For starters, Chair Gabriel Rojas is still smarting over Council’s decision last month to abolish the Economic and Capital Budget Joint Committee, one of the two joint committees that the Zoning and Platting Commission had been invited to partake in based on recommendations last year by the Boards and Commissions Transition Task Force. That joint committee would have included four members of the Planning Commission, three members of the Zoning and Platting Commission and four Council appointees.

The Council approved replacing the committee with the version that had existed under the previous Council system – the Bond Oversight Committee – after some Council members voiced concerns that not every Council district would be represented on the committee. The current incarnation will thus not include appointees from the land-use commissions.

Rojas said the decision was made without seeking any input from the Zoning and Platting Commission.

“I sent Council a very strongly worded email in response,” he told the Austin Monitor on Thursday. From his perspective, a committee focusing on bonds would benefit from land-use commissioners, who deal regularly with city infrastructure.

In addition, some new bylaws drafted by the Zoning and Platting Commission aimed at creating joint committees with the Planning Commission were rebuffed by city attorney Brent Lloyd at a Tuesday meeting.

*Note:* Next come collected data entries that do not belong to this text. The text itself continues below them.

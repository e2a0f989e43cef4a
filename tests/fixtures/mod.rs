//! Marketplace payload fixtures shaped like Ozon Seller API responses

#![allow(dead_code)]

use serde_json::{json, Value};

/// Product card as returned by the product info endpoint.
pub fn product_info(offer_id: &str) -> Value {
    json!({
        "id": 1_024_768,
        "offer_id": offer_id,
        "name": format!("Электрический чайник {offer_id}"),
        "description_category_id": 17_028_922,
        "type_id": 92_840,
        "primary_image": ["https://cdn1.ozone.ru/s3/multimedia/kettle-main.jpg"],
        "images": [
            "https://cdn1.ozone.ru/s3/multimedia/kettle-main.jpg",
            "https://cdn1.ozone.ru/s3/multimedia/kettle-side.jpg"
        ]
    })
}

/// Attribute record as returned by the attributes endpoint.
pub fn product_attributes(offer_id: &str) -> Value {
    json!({
        "id": 1_024_768,
        "offer_id": offer_id,
        "attributes": [
            { "id": 85, "complex_id": 0, "values": [{ "dictionary_value_id": 971, "value": "Kitfort" }] },
            { "id": 8229, "complex_id": 0, "values": [{ "dictionary_value_id": 92840, "value": "Чайник электрический" }] },
            { "id": 4191, "complex_id": 0, "values": [{ "dictionary_value_id": 0, "value": "Быстрый нагрев, 1.7 л" }] },
            { "id": 10096, "complex_id": 0, "values": [{ "value": "белый" }, { "value": "серый" }] }
        ],
        "images": [
            { "file_name": "https://cdn1.ozone.ru/s3/multimedia/kettle-box.jpg", "default": false, "index": 2 }
        ]
    })
}

/// Rich-content document a generator would produce.
pub fn rich_content() -> Value {
    json!({
        "content": [{
            "widgetName": "raTextBlock",
            "title": { "content": ["Kitfort"], "size": "size4" },
            "text": { "content": ["Быстрый нагрев"], "size": "size2" }
        }],
        "version": 0.3
    })
}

Lloyd said the commission’s proposal to establish a committee dealing with codes and ordinances would mean that members of the Zoning and Platting Commission would be participating in decisions outside the purview of their commission.

“You do not presently under code have authority to initiate land development code amendments,” Lloyd said.

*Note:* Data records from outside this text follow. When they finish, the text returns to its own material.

//! Flattening of heterogeneous marketplace payloads into a [`NormalizedProduct`].
//!
//! The product card (`info`) and the attribute record come from different
//! endpoints and disagree on field names; every lookup here tries the card
//! first and falls back to the attribute record.

use std::collections::BTreeMap;

use serde_json::Value;

use crate::models::content::NormalizedProduct;

const BRAND_ATTRIBUTE_ID: &str = "85";
const TYPE_ATTRIBUTE_ID: &str = "8229";
const ANNOTATION_ATTRIBUTE_ID: &str = "4191";

const BRAND_NAMES: &[&str] = &["Бренд", "Brand"];
const TYPE_NAMES: &[&str] = &["Тип", "Type"];

pub fn normalize_product(offer_id: &str, info: &Value, attributes: &Value) -> NormalizedProduct {
    let flat = flatten_attributes(attributes);

    let brand = first_text(&[info, attributes], &["brand", "brand_name"])
        .or_else(|| named_attribute(&flat, BRAND_NAMES, BRAND_ATTRIBUTE_ID));

    let category_name = first_text(
        &[info, attributes],
        &["category_name", "description_category_name", "category"],
    );

    let type_name = first_text(&[info, attributes], &["type_name"])
        .or_else(|| named_attribute(&flat, TYPE_NAMES, TYPE_ATTRIBUTE_ID));

    let description = first_text(&[info, attributes], &["description"])
        .or_else(|| flat.get(ANNOTATION_ATTRIBUTE_ID).cloned());

    NormalizedProduct {
        offer_id: offer_id.to_string(),
        name: first_text(&[info, attributes], &["name"]),
        brand,
        category_name,
        type_name,
        description,
        images: collect_images(&[info, attributes]),
        attributes: flat,
    }
}

fn text(value: &Value) -> Option<String> {
    let s = match value {
        Value::String(s) => s.trim().to_string(),
        Value::Number(n) => n.to_string(),
        _ => return None,
    };
    (!s.is_empty()).then_some(s)
}

fn first_text(sources: &[&Value], keys: &[&str]) -> Option<String> {
    for source in sources {
        for key in keys {
            if let Some(found) = source.get(*key).and_then(text) {
                return Some(found);
            }
        }
    }
    None
}

fn named_attribute(flat: &BTreeMap<String, String>, names: &[&str], id: &str) -> Option<String> {
    names
        .iter()
        .find_map(|name| flat.get(*name))
        .or_else(|| flat.get(id))
        .cloned()
}

/// Map of attribute name (or id when unnamed) to its values joined by `", "`.
pub fn flatten_attributes(record: &Value) -> BTreeMap<String, String> {
    let mut flat = BTreeMap::new();
    let Some(list) = record.get("attributes").and_then(Value::as_array) else {
        return flat;
    };

    for attribute in list {
        let key = attribute
            .get("name")
            .and_then(text)
            .or_else(|| attribute.get("attribute_id").and_then(text))
            .or_else(|| attribute.get("id").and_then(text));
        let Some(key) = key else { continue };

        let values: Vec<String> = match attribute.get("values") {
            Some(Value::Array(values)) => values
                .iter()
                .filter_map(|v| v.get("value").and_then(text).or_else(|| text(v)))
                .collect(),
            Some(single) => text(single).into_iter().collect(),
            None => attribute.get("value").and_then(text).into_iter().collect(),
        };

        if !values.is_empty() {
            flat.insert(key, values.join(", "));
        }
    }
    flat
}

fn image_url(value: &Value) -> Option<String> {
    match value {
        Value::Object(map) => ["url", "file_name"]
            .iter()
            .filter_map(|k| map.get(*k))
            .find_map(text),
        other => text(other),
    }
}

/// Primary image first, then gallery images, de-duplicated in order.
pub fn collect_images(sources: &[&Value]) -> Vec<String> {
    let mut urls: Vec<String> = Vec::new();
    for key in ["primary_image", "images"] {
        for source in sources {
            let found: Vec<String> = match source.get(key) {
                Some(Value::Array(list)) => list.iter().filter_map(image_url).collect(),
                Some(single) => image_url(single).into_iter().collect(),
                None => Vec::new(),
            };
            for url in found {
                if !urls.contains(&url) {
                    urls.push(url);
                }
            }
        }
    }
    urls
}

Lloyd appeared to be under the impression that the commission was trying to set up a “parallel” committee to the Planning Commission’s existing Committee on Codes and Ordinances. Rojas interjected, clarifying that every proposed new committee from the Zoning and Platting Commission was intended to be a joint venture with the Planning Commission.

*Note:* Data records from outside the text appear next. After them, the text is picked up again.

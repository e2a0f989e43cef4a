use axum::extract::{Query, State};
use axum::Json;

use crate::app_state::AppState;
use crate::error::ApiResult;
use crate::models::request::{WorkerRunQuery, WorkerRunResponse};
use crate::services::worker::parse_limit;

/// GET|POST /api/v1/worker/run - process one batch of pending items.
///
/// Item failures are reported in the body; only store failures produce an
/// error status. Access control belongs to the deployment.
pub async fn run_worker(
    State(state): State<AppState>,
    Query(query): Query<WorkerRunQuery>,
) -> ApiResult<Json<WorkerRunResponse>> {
    let response = state.worker.run(parse_limit(query.limit.as_deref())).await?;
    Ok(Json(response))
}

“I think the genesis for doing this was that we’ve only had one half of the city’s voice on Codes and Ordinances,” said Rojas. “That’s why the Boards and Commissions Task Force recommended (joint committees).

“What we’re saying is, ‘Here’s our joint committee proposal – share your authority with us so we have a bigger picture of the city,’” he continued.

Vice Chair Jackie Goodman, a former member of Council who played a key role in creating the Zoning and Platting Commission 15 years ago, was also disgruntled by the suggestion that the commission did not have the ability to draft code amendments. That was news to her.

“At the time of creation of this commission, there was no difference between Zoning and Platting and the Planning Commission in purview,” Goodman said. “So when did this all come up?”

“I think the distinctions I’m making have been present since this commission was established,” responded Lloyd.

“Well, I challenge your position, and I’ll be working on that,” said Goodman. “That was not the intent of the original ordinance on this commission.”